In the first stage, we adopted a standard generalized additive model (GAM) with a quasi-Poisson distribution [22] to investigate the city-specific relationship of DTR and hospital admissions for exacerbations of CRD. Seven-day moving average (lag 0-6) was used to present the lag effect of DTR. In the framework of distributed lag non-linear model (DLNM) function, we used a cubic spline for DTR and its lag with 5 and 4 degrees of freedom, respectively. The 25th percentile of DTR is regarded as the centering point.
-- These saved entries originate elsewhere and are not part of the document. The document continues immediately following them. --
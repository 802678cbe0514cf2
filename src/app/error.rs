use std::io;
use thiserror::Error;

use crate::config::ConfigError;
use crate::engine::EngineError;

/// Top-level application errors unifying all layer errors
#[derive(Error, Debug)]
pub enum AppError {
    #[error("IO error: {0}")]
    Io(#[from] io::Error),

    #[error("Configuration error: {0}")]
    Config(#[from] ConfigError),

    #[error("Engine error: {0}")]
    Engine(#[from] EngineError),
}
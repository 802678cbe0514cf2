pub mod error;
pub mod processor;

// Re-export commonly used types
pub use error::EngineError;
pub use processor::{AtmProcessor, HistoryOrder, TransactionOutcome};
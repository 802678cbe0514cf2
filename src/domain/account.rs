use serde::{Deserialize, Serialize};

use super::amount::AmountType;

/// Card-holder account with private fields enforcing invariants
///
/// Serialized in the accounts file and the admin listing with camelCase keys.
/// PIN and biometric code are kept in plaintext.
#[derive(Debug, Clone, PartialEq, Eq, Serialize, Deserialize)]
#[serde(rename_all = "camelCase")]
pub struct Account<A: AmountType> {
    card_number: String,
    holder_name: String,
    pin: String,
    biometric_code: String,
    #[serde(bound = "")]
    balance: A,
}

impl<A: AmountType> Account<A> {
    /// Create a new account
    pub fn new(
        card_number: impl Into<String>,
        holder_name: impl Into<String>,
        pin: impl Into<String>,
        biometric_code: impl Into<String>,
        balance: A,
    ) -> Self {
        Self {
            card_number: card_number.into(),
            holder_name: holder_name.into(),
            pin: pin.into(),
            biometric_code: biometric_code.into(),
            balance,
        }
    }

    /// Get the card number (unique key)
    pub fn card_number(&self) -> &str {
        &self.card_number
    }

    pub fn holder_name(&self) -> &str {
        &self.holder_name
    }

    pub fn pin(&self) -> &str {
        &self.pin
    }

    pub fn biometric_code(&self) -> &str {
        &self.biometric_code
    }

    /// Get current balance
    pub fn balance(&self) -> A {
        self.balance
    }

    // Internal mutation for use by operations module
    pub(crate) fn set_balance(&mut self, amount: A) {
        self.balance = amount;
    }
}

/// Fields submitted by the admin "add account" operation
///
/// A missing balance defaults to zero.
#[derive(Debug, Clone, Deserialize)]
#[serde(rename_all = "camelCase")]
pub struct NewAccount<A: AmountType> {
    #[serde(default)]
    pub card_number: String,
    #[serde(default)]
    pub holder_name: String,
    #[serde(default)]
    pub pin: String,
    #[serde(default)]
    pub biometric_code: String,
    #[serde(default, bound = "")]
    pub balance: A,
}

impl<A: AmountType> NewAccount<A> {
    /// Build the account without validation (see `operations::validate_new_account`)
    pub fn into_account(self) -> Account<A> {
        Account::new(
            self.card_number,
            self.holder_name,
            self.pin,
            self.biometric_code,
            self.balance,
        )
    }
}

#[cfg(test)]
mod tests {
    use super::*;
    use crate::domain::amount::FixedPoint;

    fn sample() -> Account<FixedPoint> {
        Account::new(
            "1111222233334444",
            "Sumitha",
            "1234",
            "123456789",
            FixedPoint::from_whole_units(5000),
        )
    }

    #[test]
    fn getters_return_correct_values() {
        let account = sample();

        assert_eq!(account.card_number(), "1111222233334444");
        assert_eq!(account.holder_name(), "Sumitha");
        assert_eq!(account.pin(), "1234");
        assert_eq!(account.biometric_code(), "123456789");
        assert_eq!(account.balance(), FixedPoint::from_whole_units(5000));
    }

    #[test]
    fn set_balance_updates_balance() {
        let mut account = sample();
        account.set_balance(FixedPoint::from_whole_units(3000));
        assert_eq!(account.balance(), FixedPoint::from_whole_units(3000));
    }

    #[test]
    fn serializes_with_camel_case_keys() {
        let value = serde_json::to_value(sample()).unwrap();

        assert_eq!(value["cardNumber"], "1111222233334444");
        assert_eq!(value["holderName"], "Sumitha");
        assert_eq!(value["biometricCode"], "123456789");
        assert_eq!(value["balance"].as_f64(), Some(5000.0));
    }

    #[test]
    fn deserializes_accounts_file_entry() {
        let json = r#"{
            "cardNumber": "2222333344445555",
            "holderName": "Divya",
            "pin": "2345",
            "biometricCode": "987654321",
            "balance": 6000
        }"#;

        let account: Account<FixedPoint> = serde_json::from_str(json).unwrap();
        assert_eq!(account.holder_name(), "Divya");
        assert_eq!(account.balance(), FixedPoint::from_whole_units(6000));
    }

    #[test]
    fn new_account_balance_defaults_to_zero() {
        let json = r#"{"cardNumber": "5555666677778888", "holderName": "Asha", "pin": "9999", "biometricCode": "1"}"#;

        let new_account: NewAccount<FixedPoint> = serde_json::from_str(json).unwrap();
        let account = new_account.into_account();
        assert_eq!(account.balance(), FixedPoint::zero());
        assert_eq!(account.card_number(), "5555666677778888");
    }
}
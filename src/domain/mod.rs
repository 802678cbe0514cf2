pub mod account;
pub mod amount;
pub mod currency;
pub mod error;
pub mod operations;
pub mod transaction;

// Re-export commonly used types
pub use account::{Account, NewAccount};
pub use amount::{AmountType, FixedPoint};
pub use currency::{format_inr, format_inr_plain};
pub use error::DomainError;
pub use operations::{
    FRAUD_LIMIT_UNITS, apply_deposit, apply_withdrawal, fraud_limit, validate_new_account,
    verify_biometric, verify_pin,
};
pub use transaction::{TransactionKind, TransactionRecord, TransactionRequest, TransactionStatus};
//! Injectable time source

use chrono::{DateTime, Utc};

/// Source of the current time for token issuance and verification
pub trait Clock: Send + Sync {
    fn now(&self) -> DateTime<Utc>;
}

/// Wall-clock time
#[derive(Debug, Clone, Copy, Default)]
pub struct SystemClock;

impl Clock for SystemClock {
    fn now(&self) -> DateTime<Utc> {
        Utc::now()
    }
}

/// A clock pinned to one instant
#[derive(Debug, Clone, Copy)]
pub struct FixedClock(pub DateTime<Utc>);

impl Clock for FixedClock {
    fn now(&self) -> DateTime<Utc> {
        self.0
    }
}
We used a natural cubic function with 8 degrees of freedom per year to control the long-term trends of years and seasonality [23, 24]. Day of the week and the official holiday were included as an indicator to remove the effect of short-term fluctuation [24]. Confounding meteorological measures, including daily mean temperature at lag 0-14, RH at lag 0-3 [26, 27] and daily concentration of PM2.5 at lag 0-3 was also included into the GAM as follows:
Log[E(Yt)] = α + βDTR0-6t + ns(time, df = 8/per year) + day of the week + holiday + ns(temperature0-14t, df = 3) + ns(RH0-3t, df = 3)+ ns(PM2.5 0-3t, df=3)
Where E(Yt) presents the daily hospital admissions for exacerbation of CRD on day t; α is the intercept in specific-region; β is the regression coefficient, and its exponent value indicates the relative risk of hospitalization per unit increase of DTR; DTR0-6t is 7-day moving average of DTR; time presents the long term trend (from 1 to 1826); temperature0-14t is 15-day moving average of daily mean temperature; RH0-3t is 4-day moving average of daily relative humidity; PM2.5 0-3t indicates 4-day moving average of daily concentrations of PM2.5; ns() presents natural cubic function.
In the second stage, we pooled the estimates in 21 cities by performing a meta-analysis. Considering the heterogeneity of city-level estimate, we adapted the random-effects model by maximum likelihood (REML) rather than fixed effects to ensure a more robust estimation.
To explore the seasonal pattern of relationship between DTR and hospitalization for exacerbation of CRD, data was stratified by time: hot season (May to October) and cold season (November to April of the next year). We used a natural cubic function with 4 degrees of freedom within each 6-month subperiod to control the variation of long-term trends [28]. We also divided the hospitalization data into diverse CRD groups to investigate the heterogeneity of associations of DTR with COPD, asthma and bronchiectasis, respectively. Subgroup analyses on sex and age (i.e., <65 vs. ≥65 years old) were performed to identify vulnerable population.
Sensitivity analysis
Several sensitivity analyses were applied to evaluate the robustness of main results: (1) altering numbers of moving average for DTR; (2) varying df of the long-term trend and meteorological measures; (3) replacing the natural cubic spline function by penalized splines function; (4) excluding data of cities with ≤ 5 hospitals in records.
Analyses were performed in STATA (version 12, StataCorp, TX) and R (version 3.6.2, R Development Core Team) with “mgcv” and “mvmeta” packages. Statistically significance was determined as a two-side P value < 0.05.